The resulting practical account of truth invites us to consider the kinds of cooperation called for in a given domain of inquiry. To the extent that the demand for cooperation is great and its conditions of success well-defined, inquiry into that domain will tend to admit bipolar truth values. To the extent that the demand is weak and conditions of success hazier, inquiry will be more congenial to relativism. The resulting theory supports Margolis in his claim that interpretive such as aesthetics and—to a lesser extent—ethics tend to be more admissive of relativistic truth assignments than, for instance, the practice of normal science.
Bipolarity, Many-valued logic, and Pluralism
Dirk-Martin Grube (University of Utrecht)
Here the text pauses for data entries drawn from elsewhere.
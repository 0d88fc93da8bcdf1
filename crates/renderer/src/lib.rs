//! Snapshot generation.
//!
//! [`SnapshotGenerator`] turns an invitation's current data into an
//! immutable [`SnapshotBundle`](invita_core::bundle::SnapshotBundle). The
//! production implementation, [`SubprocessRenderer`], invokes an external
//! rendering process over a JSON stdin/stdout contract; any other
//! implementation is acceptable as long as it is a pure function of the
//! invitation data at call time.

use invita_core::bundle::SnapshotBundle;

mod subprocess;
mod wire;

pub use subprocess::SubprocessRenderer;
pub use wire::{RenderRequest, RenderRequestInvitation, RenderResponse, RenderResponseAsset};

/// Errors from snapshot generation. All of them abort the publish attempt
/// before any storage write.
#[derive(Debug, thiserror::Error)]
pub enum RenderError {
    /// The renderer process could not be spawned or piped.
    #[error("Failed to run renderer: {0}")]
    Io(#[from] std::io::Error),

    /// The renderer exceeded its configured timeout and was killed.
    #[error("Renderer timed out after {elapsed_ms}ms")]
    Timeout { elapsed_ms: u64 },

    /// The renderer exited non-zero. Stderr is carried for diagnostics.
    #[error("Renderer failed with exit code {exit_code}: {stderr}")]
    Failed { exit_code: i32, stderr: String },

    /// Stdout did not parse against the expected response shape (or an
    /// asset body was not valid base64).
    #[error("Renderer produced malformed output: {0}")]
    MalformedOutput(String),
}

/// Produces one immutable snapshot bundle per invocation.
#[async_trait::async_trait]
pub trait SnapshotGenerator: Send + Sync {
    /// Render the invitation identified by `layout_id` + `data` into a
    /// bundle. Must hold no hidden state and produce no partial results.
    async fn generate_bundle(
        &self,
        layout_id: &str,
        data: &serde_json::Value,
    ) -> Result<SnapshotBundle, RenderError>;
}
//! Subdomain normalization and validation.
//!
//! Subdomains form a shared global namespace of DNS labels, one per
//! published site. Normalization is lenient about the things users
//! habitually type (case, whitespace, spaces, underscores); everything
//! else is rejected rather than rewritten.

use crate::error::CoreError;

/// Minimum subdomain length after normalization.
const MIN_LEN: usize = 3;

/// Maximum subdomain length after normalization (DNS label limit).
const MAX_LEN: usize = 63;

/// Names that can never be claimed as a site subdomain, even when they are
/// syntactically valid labels. Checked after normalization so casing or
/// surrounding whitespace cannot bypass the list.
const RESERVED: &[&str] = &["www", "api", "admin", "support", "mail", "assets"];

/// Normalize a user-supplied subdomain and validate the result.
///
/// Lower-cases, trims surrounding whitespace, and maps spaces and
/// underscores to hyphens, then enforces DNS-label shape:
///
/// - length between 3 and 63,
/// - characters limited to `[a-z0-9-]`,
/// - no leading/trailing hyphen, no `--`,
/// - not one of the reserved names.
///
/// The function is idempotent: feeding its output back in returns the
/// same value.
///
/// # Examples
///
/// ```
/// use invita_core::subdomain::normalize_subdomain;
///
/// assert_eq!(normalize_subdomain("  My Wedding ").unwrap(), "my-wedding");
/// assert_eq!(normalize_subdomain("anna_und_max").unwrap(), "anna-und-max");
/// assert!(normalize_subdomain("www").is_err());
/// ```
pub fn normalize_subdomain(raw: &str) -> Result<String, CoreError> {
    let normalized: String = raw
        .trim()
        .to_lowercase()
        .chars()
        .map(|c| if c == ' ' || c == '_' { '-' } else { c })
        .collect();

    if normalized.len() < MIN_LEN {
        return Err(CoreError::Validation(format!(
            "Subdomain must be at least {MIN_LEN} characters"
        )));
    }
    if normalized.len() > MAX_LEN {
        return Err(CoreError::Validation(format!(
            "Subdomain must be at most {MAX_LEN} characters"
        )));
    }
    if normalized.starts_with('-') || normalized.ends_with('-') {
        return Err(CoreError::Validation(
            "Subdomain must not start or end with a hyphen".into(),
        ));
    }
    if normalized.contains("--") {
        return Err(CoreError::Validation(
            "Subdomain must not contain consecutive hyphens".into(),
        ));
    }
    if let Some(bad) = normalized
        .chars()
        .find(|c| !c.is_ascii_lowercase() && !c.is_ascii_digit() && *c != '-')
    {
        return Err(CoreError::Validation(format!(
            "Subdomain contains invalid character '{bad}'. Allowed: a-z, 0-9, '-'"
        )));
    }
    if RESERVED.contains(&normalized.as_str()) {
        return Err(CoreError::Validation(format!(
            "Subdomain '{normalized}' is reserved"
        )));
    }

    Ok(normalized)
}
//! Shared application router builder.
//!
//! Provides [`build_app_router`] so both the production binary (`main.rs`)
//! and integration tests (`tests/common/mod.rs`) use the exact same
//! middleware stack.

use std::time::Duration;

use axum::http::header::{AUTHORIZATION, CONTENT_TYPE};
use axum::http::{HeaderName, Method, StatusCode};
use axum::Router;
use tower_http::catch_panic::CatchPanicLayer;
use tower_http::cors::CorsLayer;
use tower_http::request_id::{MakeRequestUuid, PropagateRequestIdLayer, SetRequestIdLayer};
use tower_http::timeout::TimeoutLayer;
use tower_http::trace::{DefaultMakeSpan, DefaultOnResponse, TraceLayer};
use tracing::Level;

use crate::config::ServerConfig;
use crate::routes;
use crate::state::AppState;

/// Build the full application [`Router`] with all middleware layers.
///
/// The middleware stack is applied bottom-up:
///
/// 1. CORS
/// 2. Set request ID on incoming requests
/// 3. Structured request/response tracing
/// 4. Propagate request ID to response
/// 5. Request timeout
/// 6. Panic recovery (catch panics, return 500)
pub fn build_app_router(state: AppState, config: &ServerConfig) -> Router {
    let cors = build_cors_layer(config);
    let request_id_header = HeaderName::from_static("x-request-id");

    Router::new()
        // Health check and host resolution at root level (not under /api/v1).
        .merge(routes::health::router())
        .merge(routes::resolve::router())
        // API v1 routes.
        .nest("/api/v1", routes::api_routes())
        // -- Middleware stack (applied bottom-up) --
        // Panic recovery: catch panics and return 500 JSON.
        .layer(CatchPanicLayer::new())
        // Request timeout.
        .layer(TimeoutLayer::with_status_code(
            StatusCode::REQUEST_TIMEOUT,
            Duration::from_secs(config.request_timeout_secs),
        ))
        // Propagate request ID to response.
        .layer(PropagateRequestIdLayer::new(request_id_header.clone()))
        // Structured request/response tracing.
        .layer(
            TraceLayer::new_for_http()
                .make_span_with(DefaultMakeSpan::new().level(Level::INFO))
                .on_response(DefaultOnResponse::new().level(Level::INFO)),
        )
        // Set request ID on incoming requests.
        .layer(SetRequestIdLayer::new(request_id_header, MakeRequestUuid))
        // CORS.
        .layer(cors)
        // Shared state.
        .with_state(state)
}

/// Build the CORS middleware layer from server configuration.
///
/// Panics at startup if any configured origin is invalid, which is the
/// desired behaviour -- we want misconfiguration to fail fast.
pub fn build_cors_layer(config: &ServerConfig) -> CorsLayer {
    let origins: Vec<_> = config
        .cors_origins
        .iter()
        .map(|o| {
            o.parse()
                .unwrap_or_else(|e| panic!("Invalid CORS origin '{o}': {e}"))
        })
        .collect();

    CorsLayer::new()
        .allow_origin(origins)
        .allow_methods([Method::GET, Method::POST, Method::PUT, Method::DELETE])
        .allow_headers([CONTENT_TYPE, AUTHORIZATION])
        .allow_credentials(true)
        .max_age(Duration::from_secs(3600))
}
In Margolis’ hands, relativism implies a particular thesis on the relationship between the ontic and the alethic (‘alethic’ implying a meta-reflection on truth, viz. what sort of truth-values to apply): He suggests that alethic questions cannot be answered on a priori grounds but their answer depends upon ontological considerations. It depends on what we think the world to be like in a given domain of inquiry and how we think to have access to it.
The deconstructive implications of this relativism are directed against the semantic principle of bivalence and related doctrines, such as tertium non datur and (the law of) excluded middle: Margolis’ rejects the a priori insistence on those bipolar principles which is widespread in much of the philosophical mainstream tradition. He opposes the traditional insistence that every declarative sentence expressing a proposition has exactly one truth value, either ‘true’ or ‘false’.
Constructively, Margolis’ view implies to endorse a many-valued, ‘relativistic’ logic. He suggests that, in particular domains of inquiry, such as the theory of interpretation (of works of art), bipolarity should be given up in favor of values such as ‘apt’, ‘reasonable’, and ‘plausible’.
The point of this many-valued logic is that apparent incompatibilities can be tolerated whereas they could not be tolerated under bipolar auspices: What appear to be intolerable contradictions under conditions of bipolarity can be accepted under the parameters of a relativistic logic.
In this paper, I defend Margolis’ critique of bipolarity and his support of a many-valued logic against the pertinent critique (e.g. by Kalle Puolakka). I argue that it is absolutely mandatory to apply truth-values which allow tolerating for what are considered to be incompatible claims under conditions of bipolarity (obviously, the notions of ‘toleration’ and ‘incompatibility’ need to be specified in appropriate ways). Failing to do so would make the alethic domain fall back behind our best epistemological and ontological insights: Given our current insights into the inescapable historicity and thus limited nature of our (possibilities of) knowledge and into the complexity of our life-world, the alethic domain must be construed more ‘tolerant’ than traditional concepts of bipolarity allow.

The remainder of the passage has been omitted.